**Goal of the exercise**
Using the records that follow, copy every line containing the word "attr".

**Records shown**
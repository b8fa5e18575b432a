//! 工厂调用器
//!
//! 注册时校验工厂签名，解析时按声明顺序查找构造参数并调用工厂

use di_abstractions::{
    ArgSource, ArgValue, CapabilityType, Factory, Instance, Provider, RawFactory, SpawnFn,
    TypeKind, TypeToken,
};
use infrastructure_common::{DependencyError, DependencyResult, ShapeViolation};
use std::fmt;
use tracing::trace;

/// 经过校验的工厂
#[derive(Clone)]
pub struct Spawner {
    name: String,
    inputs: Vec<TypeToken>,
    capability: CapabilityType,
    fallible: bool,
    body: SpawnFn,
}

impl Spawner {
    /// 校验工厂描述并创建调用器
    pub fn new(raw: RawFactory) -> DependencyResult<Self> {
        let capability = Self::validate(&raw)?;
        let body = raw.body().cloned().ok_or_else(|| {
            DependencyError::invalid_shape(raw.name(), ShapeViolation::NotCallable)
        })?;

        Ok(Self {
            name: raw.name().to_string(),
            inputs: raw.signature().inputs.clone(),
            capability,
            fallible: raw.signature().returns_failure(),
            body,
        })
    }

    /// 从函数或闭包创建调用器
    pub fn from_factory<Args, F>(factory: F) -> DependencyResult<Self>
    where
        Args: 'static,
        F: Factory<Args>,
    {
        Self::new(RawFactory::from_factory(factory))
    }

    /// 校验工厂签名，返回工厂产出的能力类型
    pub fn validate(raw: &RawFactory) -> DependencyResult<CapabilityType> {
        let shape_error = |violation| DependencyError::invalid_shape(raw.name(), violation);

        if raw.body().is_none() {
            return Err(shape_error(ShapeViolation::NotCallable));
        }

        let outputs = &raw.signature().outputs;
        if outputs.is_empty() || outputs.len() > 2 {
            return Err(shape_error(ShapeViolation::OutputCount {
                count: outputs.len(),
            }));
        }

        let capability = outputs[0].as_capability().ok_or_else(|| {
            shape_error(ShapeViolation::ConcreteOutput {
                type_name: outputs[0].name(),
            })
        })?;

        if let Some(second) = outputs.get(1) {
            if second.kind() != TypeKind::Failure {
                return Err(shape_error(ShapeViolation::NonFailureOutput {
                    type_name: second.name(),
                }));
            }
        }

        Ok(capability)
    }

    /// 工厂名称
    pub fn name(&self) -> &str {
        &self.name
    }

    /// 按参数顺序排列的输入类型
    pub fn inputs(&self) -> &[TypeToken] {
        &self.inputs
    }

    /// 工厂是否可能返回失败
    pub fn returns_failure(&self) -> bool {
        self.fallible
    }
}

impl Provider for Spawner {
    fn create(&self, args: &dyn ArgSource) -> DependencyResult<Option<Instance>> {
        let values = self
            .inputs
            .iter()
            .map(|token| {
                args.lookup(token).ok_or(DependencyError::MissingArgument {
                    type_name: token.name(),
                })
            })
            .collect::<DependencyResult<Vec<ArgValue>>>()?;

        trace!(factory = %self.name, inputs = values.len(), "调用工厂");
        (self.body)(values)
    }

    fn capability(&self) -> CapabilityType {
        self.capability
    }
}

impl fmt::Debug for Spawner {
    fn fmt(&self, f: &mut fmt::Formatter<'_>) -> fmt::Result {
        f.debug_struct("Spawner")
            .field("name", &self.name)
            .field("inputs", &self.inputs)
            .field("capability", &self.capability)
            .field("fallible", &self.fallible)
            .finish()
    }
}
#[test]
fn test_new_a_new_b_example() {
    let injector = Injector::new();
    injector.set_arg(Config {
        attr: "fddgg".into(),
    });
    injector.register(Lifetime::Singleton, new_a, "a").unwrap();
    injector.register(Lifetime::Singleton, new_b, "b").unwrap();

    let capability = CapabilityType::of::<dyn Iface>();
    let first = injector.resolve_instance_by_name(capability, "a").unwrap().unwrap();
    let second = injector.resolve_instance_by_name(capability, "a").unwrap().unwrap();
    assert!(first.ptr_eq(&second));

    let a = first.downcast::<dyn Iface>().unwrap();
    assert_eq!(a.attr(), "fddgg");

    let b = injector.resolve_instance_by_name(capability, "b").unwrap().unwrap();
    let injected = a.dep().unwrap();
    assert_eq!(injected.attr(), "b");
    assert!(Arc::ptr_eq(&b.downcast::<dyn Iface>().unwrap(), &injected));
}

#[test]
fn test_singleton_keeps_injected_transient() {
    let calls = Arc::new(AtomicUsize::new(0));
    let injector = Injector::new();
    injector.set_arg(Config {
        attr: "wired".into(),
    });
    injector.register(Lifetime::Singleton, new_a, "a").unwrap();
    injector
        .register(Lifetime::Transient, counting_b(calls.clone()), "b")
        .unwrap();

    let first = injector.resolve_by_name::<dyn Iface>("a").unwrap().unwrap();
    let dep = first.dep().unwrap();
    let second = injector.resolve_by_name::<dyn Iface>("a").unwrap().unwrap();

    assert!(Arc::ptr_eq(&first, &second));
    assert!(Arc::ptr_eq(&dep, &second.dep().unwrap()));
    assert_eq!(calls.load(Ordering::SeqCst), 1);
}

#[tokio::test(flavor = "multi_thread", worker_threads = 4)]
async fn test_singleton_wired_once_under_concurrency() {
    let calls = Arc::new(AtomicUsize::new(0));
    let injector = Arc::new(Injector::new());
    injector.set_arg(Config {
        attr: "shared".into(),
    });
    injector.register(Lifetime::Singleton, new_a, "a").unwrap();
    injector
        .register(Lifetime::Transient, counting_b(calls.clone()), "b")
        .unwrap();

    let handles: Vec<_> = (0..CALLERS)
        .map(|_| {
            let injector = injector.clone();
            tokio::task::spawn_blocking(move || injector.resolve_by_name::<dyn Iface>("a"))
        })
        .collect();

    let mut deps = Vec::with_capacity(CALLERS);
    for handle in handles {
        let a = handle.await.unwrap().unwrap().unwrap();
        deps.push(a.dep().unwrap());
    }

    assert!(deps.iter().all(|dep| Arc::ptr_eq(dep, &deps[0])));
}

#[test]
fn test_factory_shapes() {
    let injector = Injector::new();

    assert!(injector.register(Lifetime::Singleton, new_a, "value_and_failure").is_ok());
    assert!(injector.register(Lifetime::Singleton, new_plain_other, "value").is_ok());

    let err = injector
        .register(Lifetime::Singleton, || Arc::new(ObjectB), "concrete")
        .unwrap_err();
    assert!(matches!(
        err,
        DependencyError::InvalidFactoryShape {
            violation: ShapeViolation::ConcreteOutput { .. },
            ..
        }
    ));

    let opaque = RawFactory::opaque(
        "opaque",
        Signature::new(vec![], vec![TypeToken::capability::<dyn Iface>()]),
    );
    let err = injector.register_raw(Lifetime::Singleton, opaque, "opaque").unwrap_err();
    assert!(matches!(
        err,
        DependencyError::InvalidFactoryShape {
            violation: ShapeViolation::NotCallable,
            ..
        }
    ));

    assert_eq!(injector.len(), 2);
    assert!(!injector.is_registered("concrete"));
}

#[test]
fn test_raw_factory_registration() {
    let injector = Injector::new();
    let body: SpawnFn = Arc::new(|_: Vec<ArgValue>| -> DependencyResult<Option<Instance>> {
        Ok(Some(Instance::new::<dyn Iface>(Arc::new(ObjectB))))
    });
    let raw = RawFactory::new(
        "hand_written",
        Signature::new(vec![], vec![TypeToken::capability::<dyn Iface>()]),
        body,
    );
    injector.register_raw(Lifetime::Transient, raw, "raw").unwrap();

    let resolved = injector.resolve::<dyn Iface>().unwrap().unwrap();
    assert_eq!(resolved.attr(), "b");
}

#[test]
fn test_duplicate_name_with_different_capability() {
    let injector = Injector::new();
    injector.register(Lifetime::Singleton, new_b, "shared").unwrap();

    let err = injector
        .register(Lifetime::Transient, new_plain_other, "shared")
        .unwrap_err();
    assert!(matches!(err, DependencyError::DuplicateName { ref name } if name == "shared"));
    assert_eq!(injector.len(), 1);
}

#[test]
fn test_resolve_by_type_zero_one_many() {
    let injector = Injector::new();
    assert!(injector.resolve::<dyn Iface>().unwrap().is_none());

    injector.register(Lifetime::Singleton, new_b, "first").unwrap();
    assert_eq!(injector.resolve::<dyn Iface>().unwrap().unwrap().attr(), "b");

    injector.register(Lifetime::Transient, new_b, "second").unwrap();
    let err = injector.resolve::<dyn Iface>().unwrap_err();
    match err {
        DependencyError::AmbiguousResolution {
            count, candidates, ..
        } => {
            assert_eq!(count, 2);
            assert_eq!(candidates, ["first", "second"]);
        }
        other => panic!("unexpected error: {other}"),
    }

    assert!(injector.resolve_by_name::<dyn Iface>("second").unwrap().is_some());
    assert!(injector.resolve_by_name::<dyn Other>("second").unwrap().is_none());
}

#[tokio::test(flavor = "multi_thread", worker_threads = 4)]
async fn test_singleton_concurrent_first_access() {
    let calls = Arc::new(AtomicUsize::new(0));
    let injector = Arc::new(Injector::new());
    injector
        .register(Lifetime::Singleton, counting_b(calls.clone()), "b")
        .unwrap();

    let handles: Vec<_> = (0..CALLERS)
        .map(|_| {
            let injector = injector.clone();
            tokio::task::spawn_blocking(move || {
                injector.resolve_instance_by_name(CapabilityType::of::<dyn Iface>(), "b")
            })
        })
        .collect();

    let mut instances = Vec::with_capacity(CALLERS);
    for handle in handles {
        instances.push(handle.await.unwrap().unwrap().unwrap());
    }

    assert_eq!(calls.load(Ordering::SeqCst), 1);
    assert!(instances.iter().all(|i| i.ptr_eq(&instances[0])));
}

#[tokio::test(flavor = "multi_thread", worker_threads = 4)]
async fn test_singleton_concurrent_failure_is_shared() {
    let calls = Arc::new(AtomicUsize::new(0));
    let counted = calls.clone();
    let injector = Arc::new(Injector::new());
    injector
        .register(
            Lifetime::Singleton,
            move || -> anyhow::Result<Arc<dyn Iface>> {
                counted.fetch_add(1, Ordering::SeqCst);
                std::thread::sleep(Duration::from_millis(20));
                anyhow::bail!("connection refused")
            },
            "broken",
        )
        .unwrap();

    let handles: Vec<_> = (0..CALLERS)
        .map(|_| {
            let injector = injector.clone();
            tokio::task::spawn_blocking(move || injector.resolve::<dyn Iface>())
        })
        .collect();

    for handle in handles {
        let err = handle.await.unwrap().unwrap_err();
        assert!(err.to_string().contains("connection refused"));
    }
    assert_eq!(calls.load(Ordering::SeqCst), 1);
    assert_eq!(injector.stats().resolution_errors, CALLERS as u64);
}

**Output of the task**
        attr: "fddgg".into(),
    assert_eq!(a.attr(), "fddgg");
    assert_eq!(injected.attr(), "b");
        attr: "wired".into(),
        attr: "shared".into(),
    assert_eq!(resolved.attr(), "b");
    assert_eq!(injector.resolve::<dyn Iface>().unwrap().unwrap().attr(), "b");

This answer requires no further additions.